I export the model to float32: models/ONNX/sound1d-onnx.ini -test -seed 1 -export CPP -nbbits -32 -w /dev/null . When I run 'run_export' (note I need to change the make file to -O0 -g so it does not crash) I get

649.000000/866 (74.942263%)
650.000000/867 (74.971165%)
651.000000/868 (75.000000%)
651.000000/869 (74.913694%)
651.000000/870 (74.827586%)
652.000000/871 (74.856487%)

Score: 74.856487%

I export to int8 with calibration on the whole validation set. models/ONNX/sound1d-onnx.ini -test -seed 1 -export CPP -calib -1 -w /dev/null. N2D2 takes 312 stimuli for calibration (I guess Nclasses * min(card(class_i)) ?)

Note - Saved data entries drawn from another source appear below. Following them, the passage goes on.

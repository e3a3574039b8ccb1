use log::*;
use sqlx::{migrate::MigrateDatabase, Sqlite};

use crate::SqliteDatabase;

/// Initialises logging, then creates and migrates a fresh database at `url`.
pub async fn prepare_test_env(url: &str) -> SqliteDatabase {
    dotenvy::from_filename(".env.test").ok();
    let _ = env_logger::try_init();
    debug!("🚀️ Logging initialised");
    create_database(url).await;
    run_migrations(url).await
}

/// A fresh SQLite URL in the system temp directory.
pub fn random_db_path() -> String {
    let path = std::env::temp_dir().join(format!("hugard_test_{}.db", rand::random::<u64>()));
    format!("sqlite://{}", path.display())
}

pub async fn run_migrations(url: &str) -> SqliteDatabase {
    let db = SqliteDatabase::new_with_url(url, 5).await.expect("Error creating connection to database");
    db.migrate().await.expect("Error running DB migrations");
    info!("🚀️ Migrations complete");
    db
}

pub async fn create_database(url: &str) {
    if Sqlite::database_exists(url).await.unwrap_or(false) {
        if let Err(e) = Sqlite::drop_database(url).await {
            warn!("Error dropping database {url}: {e:?}");
        }
    }
    Sqlite::create_database(url).await.expect("Error creating database");
    info!("Created Sqlite database {url}");
}
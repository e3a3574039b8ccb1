//! Request handler definitions
//!
//! Define each route and its handler here. Reply formatting lives in [`crate::messages`]; keep this module neat and
//! tidy 🙏
//!
//! Every handler is async, and all I/O (ledger, provider, file system) is awaited so that a slow provider call never
//! blocks an actix worker thread.
use std::time::Instant;

use actix_web::{get, post, web, HttpRequest, HttpResponse, Responder};
use hugard_engine::{ChargeArtifacts, ChargeIssuerApi, LedgerStore, PaymentProvider, ReportingApi};
use log::*;

use crate::{
    data_objects::{BasicCommand, CommandResponse, HistoryRequest, MetricsRequest, PayRequest},
    errors::ServerError,
    member_directory::MemberDirectory,
    messages,
    qr_codes::QrCodeStore,
};

// Web-actix cannot handle generics in handlers, so it's implemented manually using the `route!` macro
#[macro_export]
macro_rules! route {
    ($name:ident => $method:ident $path:literal impl $($bounds:ty),+) => {
        paste::paste! { pub struct [<$name:camel Route>]< $( [< T $bounds:camel> ],)+ >( $( core::marker::PhantomData<fn() -> [< T $bounds:camel> ] >,)+ );}
        paste::paste! { impl< $( [< T $bounds:camel> ],)+ > [<$name:camel Route>]< $( [< T $bounds:camel> ],)+ > {
            #[allow(clippy::new_without_default)]
            pub fn new() -> Self {
                Self($( core::marker::PhantomData::<fn() -> [< T $bounds:camel> ] >,)+)
            }
        }}
        paste::paste! { impl<$( [< T $bounds:camel >] , )+> actix_web::dev::HttpServiceFactory for [<$name:camel Route>]<$([<T $bounds:camel>],)+>
        where
            $([<T $bounds:camel>]: $bounds + 'static,)+
        {
            fn register(self, config: &mut actix_web::dev::AppService) {
                let res = actix_web::Resource::new($path)
                    .name(stringify!($name))
                    .guard(actix_web::guard::$method())
                    .to($name::< $( [< T $bounds:camel >], )+>);
                actix_web::dev::HttpServiceFactory::register(res, config);
            }
        }}
    };
}

// ----------------------------------------------   Health  ----------------------------------------------------
#[get("/health")]
pub async fn health() -> impl Responder {
    trace!("💻️ Received health check request");
    HttpResponse::Ok().body("👍️\n")
}

//----------------------------------------------   Ping  ----------------------------------------------------
#[post("/ping")]
pub async fn ping(body: web::Json<BasicCommand>) -> impl Responder {
    let start = Instant::now();
    trace!("💻️ Received ping from {:?}", body.member.as_ref().map(|m| m.id.as_str()));
    HttpResponse::Ok().json(CommandResponse::message(messages::pong(start.elapsed().as_millis()), true))
}

//----------------------------------------------   About  ----------------------------------------------------
#[post("/about")]
pub async fn about() -> impl Responder {
    trace!("💻️ Received about request");
    HttpResponse::Ok().json(CommandResponse::embed(messages::about(), true))
}

//----------------------------------------------   Pay  ----------------------------------------------------
route!(pay => Post "/pay" impl LedgerStore, PaymentProvider, ChargeArtifacts);
/// Issues a new charge for the calling member and replies with the payment link and QR code.
///
/// Amounts below the minimum are rejected with a `400` and the minimum in the message. If the provider or the ledger
/// fails, the member gets a generic apology and the details are logged.
pub async fn pay<B, P, A>(
    req: HttpRequest,
    body: web::Json<PayRequest>,
    api: web::Data<ChargeIssuerApi<B, P, A>>,
    directory: web::Data<MemberDirectory>,
) -> Result<HttpResponse, ServerError>
where
    B: LedgerStore,
    P: PaymentProvider,
    A: ChargeArtifacts,
{
    let PayRequest { member, amount } = body.into_inner();
    debug!("💻️ Payment request for {amount} from {}", member.id);
    directory.remember(&member).await;
    let reference = api.issue_charge(&member.id, amount).await?;
    let qr_code_url = req
        .url_for("qr_code", [reference.invoice_ref.as_str()])
        .map(|u| u.to_string())
        .unwrap_or_else(|_| format!("/qrcodes/{}", reference.invoice_ref));
    let embed = messages::payment_request(&reference, &qr_code_url);
    Ok(HttpResponse::Ok().json(CommandResponse::embed(embed, true)))
}

//----------------------------------------------   History  ----------------------------------------------------
route!(history => Post "/history" impl LedgerStore);
/// The calling member's own settled payments. Only the caller sees the reply.
pub async fn history<B: LedgerStore>(
    body: web::Json<HistoryRequest>,
    api: web::Data<ReportingApi<B>>,
    directory: web::Data<MemberDirectory>,
) -> Result<HttpResponse, ServerError> {
    let member = body.into_inner().member;
    trace!("💻️ History request from {}", member.id);
    directory.remember(&member).await;
    let history = api.payment_history(&member.id).await?;
    Ok(HttpResponse::Ok().json(CommandResponse::embed(messages::my_history(history.as_ref()), true)))
}

//----------------------------------------------   Metrics  ----------------------------------------------------
route!(metrics => Post "/metrics" impl LedgerStore);
/// Payment metrics for a single member, or for the whole community. Requires the audit log permission.
pub async fn metrics<B: LedgerStore>(
    body: web::Json<MetricsRequest>,
    api: web::Data<ReportingApi<B>>,
    directory: web::Data<MemberDirectory>,
) -> Result<HttpResponse, ServerError> {
    let MetricsRequest { member, target, community_name } = body.into_inner();
    if !member.can_view_audit_log {
        info!("💻️ {} tried to view payment metrics without permission", member.id);
        return Err(ServerError::InsufficientPermissions);
    }
    directory.remember(&member).await;
    let embed = match target {
        Some(target) => {
            trace!("💻️ {} requested the payment history of {}", member.id, target.id);
            directory.remember(&target).await;
            let history = api.payment_history(&target.id).await?;
            messages::member_history(&target.safe_name(), history.as_ref())
        },
        None => {
            trace!("💻️ {} requested community payment metrics", member.id);
            let stats = api.server_stats().await?;
            let top_payer_name = match &stats {
                Some(s) => directory.display_name(&s.top_payer.payer_id).await,
                None => String::default(),
            };
            let community = community_name.map(|s| hugard_common::sanitize_display_name(&s));
            messages::server_stats(stats.as_ref(), &top_payer_name, community.as_deref())
        },
    };
    Ok(HttpResponse::Ok().json(CommandResponse::embed(embed, false)))
}

//----------------------------------------------   QR codes  ----------------------------------------------------
#[get("/qrcodes/{invoice_ref}", name = "qr_code")]
pub async fn qr_code(path: web::Path<String>, store: web::Data<QrCodeStore>) -> Result<HttpResponse, ServerError> {
    let invoice_ref = path.into_inner();
    trace!("💻️ QR code requested for {invoice_ref}");
    let svg = store
        .fetch(&invoice_ref)
        .await
        .map_err(|e| ServerError::BackendError(e.to_string()))?
        .ok_or_else(|| ServerError::NoRecordFound(format!("No payment code for {invoice_ref}")))?;
    Ok(HttpResponse::Ok().content_type("image/svg+xml").body(svg))
}
//! Helpers for setting up throwaway ledgers and scripted collaborators in tests.
pub mod fakes;
pub mod prepare_env;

and I get, after a long time:

Notice: stimuli depth is 64F (according to database first stimulus)
Remove Dropout...
Fuse BatchNorm with Conv...
export_CPP_int8/stimuli_stats processing 312 stimuli
Fuse Padding...
  Cross-layer equalization:
    - eq. 35 and 33
    - eq. 37 and 35
    quant. range delta = 0.491025
export_CPP_int8/stimuli_stats processing 312 stimuli
Calculating calibration data range and histogram...
Calibration data 100/312
Calibration data 200/312
Calibration data 300/312
Quantization (8 bits)...
  Quantizing free parameters:
  - 17: 1.57456
  - 19: 1.57456
  - 20: 1.10175
  - 22: 1.10175
  - 23: 0.77638
  - 25: 0.77638
  - 26: 0.445755
  - 28: 0.445755
  - 29: 0.24595
  - 31: 0.24595
  - 33: 0.107331
  - 35: 0.0528017
  - 37: 0.0259759
  Fuse scaling cells:
  Quantizing activations:
  - 17: prev=1, act=605.467, bias=1.57456
      quant=63.251, global scaling=384.532 -> cell scaling=4.1115e-05
  - 20: prev=384.532, act=885.995, bias=1.10175
      quant=127, global scaling=804.168 -> cell scaling=0.00376515
  - 23: prev=804.168, act=1939.13, bias=0.77638
      quant=127, global scaling=2497.66 -> cell scaling=0.00253519
  - 26: prev=2497.66, act=3749.77, bias=0.445755
      quant=127, global scaling=8412.17 -> cell scaling=0.00233787
  - 29: prev=8412.17, act=2682.97, bias=0.24595
      quant=127, global scaling=10908.6 -> cell scaling=0.00607205
  - 33: prev=10908.6, act=10430.1, bias=0.107331
      quant=127, global scaling=97176.4 -> cell scaling=0.000883903
  - 35: prev=97176.4, act=2751.02, bias=0.0528017
      quant=127, global scaling=52100.9 -> cell scaling=0.0146863
  - 37: prev=52100.9, act=3834.95, bias=0.0259759
      quant=255, global scaling=147635 -> cell scaling=0.00138393
  Fuse scaling cells:
  - fuse: 17_rescale_act
  - fuse: 20_rescale_act
  - fuse: 23_rescale_act
  - fuse: 26_rescale_act
  - fuse: 29_rescale_act
  - fuse: 33_rescale_act
  - fuse: 35_rescale_act
  - fuse: 37_rescale_act
  Scaling approximation [3]:
  - 17: 4.1115e-05
    SINGLE_SHIFT: 2 ^ [- 14]
  - 20: 0.00376515
    SINGLE_SHIFT: 2 ^ [- 8]
  - 23: 0.00253519
    SINGLE_SHIFT: 2 ^ [- 8]
  - 26: 0.00233787
    SINGLE_SHIFT: 2 ^ [- 8]
  - 29: 0.00607205
    SINGLE_SHIFT: 2 ^ [- 7]
  - 33: 0.000883903
    SINGLE_SHIFT: 2 ^ [- 10]
  - 35: 0.0146863
    SINGLE_SHIFT: 2 ^ [- 6]
  - 37: 0.00138393
    SINGLE_SHIFT: 2 ^ [- 9]
  Inputs quantization


[3:0.00 4:0.00 1:0.00 0:0.00 2:0.00 ]
Testing #100   8.91% 
Testing #200   7.46% 
Testing #300   12.96% 
Testing #400   11.22% 
Testing #500   10.18% 
Testing #558   9.48% 
Final recognition rate: 9.48%    (error rate: 90.52%)
    Sensitivity: 12.37% / Specificity: 91.86% / Precision: 11.20%
    Accuracy: 84.91% / F1-score: 7.73% / Informedness: 4.23%

Time elapsed: 17281.58 s

When I compile and run 'run_export' I get

Score: 14.625000%
olivierbichler-cea commented 3 years ago

Please don't forget to delete the export_CPP_int8 folder before running a new export when a change has been made to the dataset partitioning or pre-processing. The problem was due to faulty stimuli in the dataset and bad partitioning compared to PyTorch. Considering the issue solved. Closing.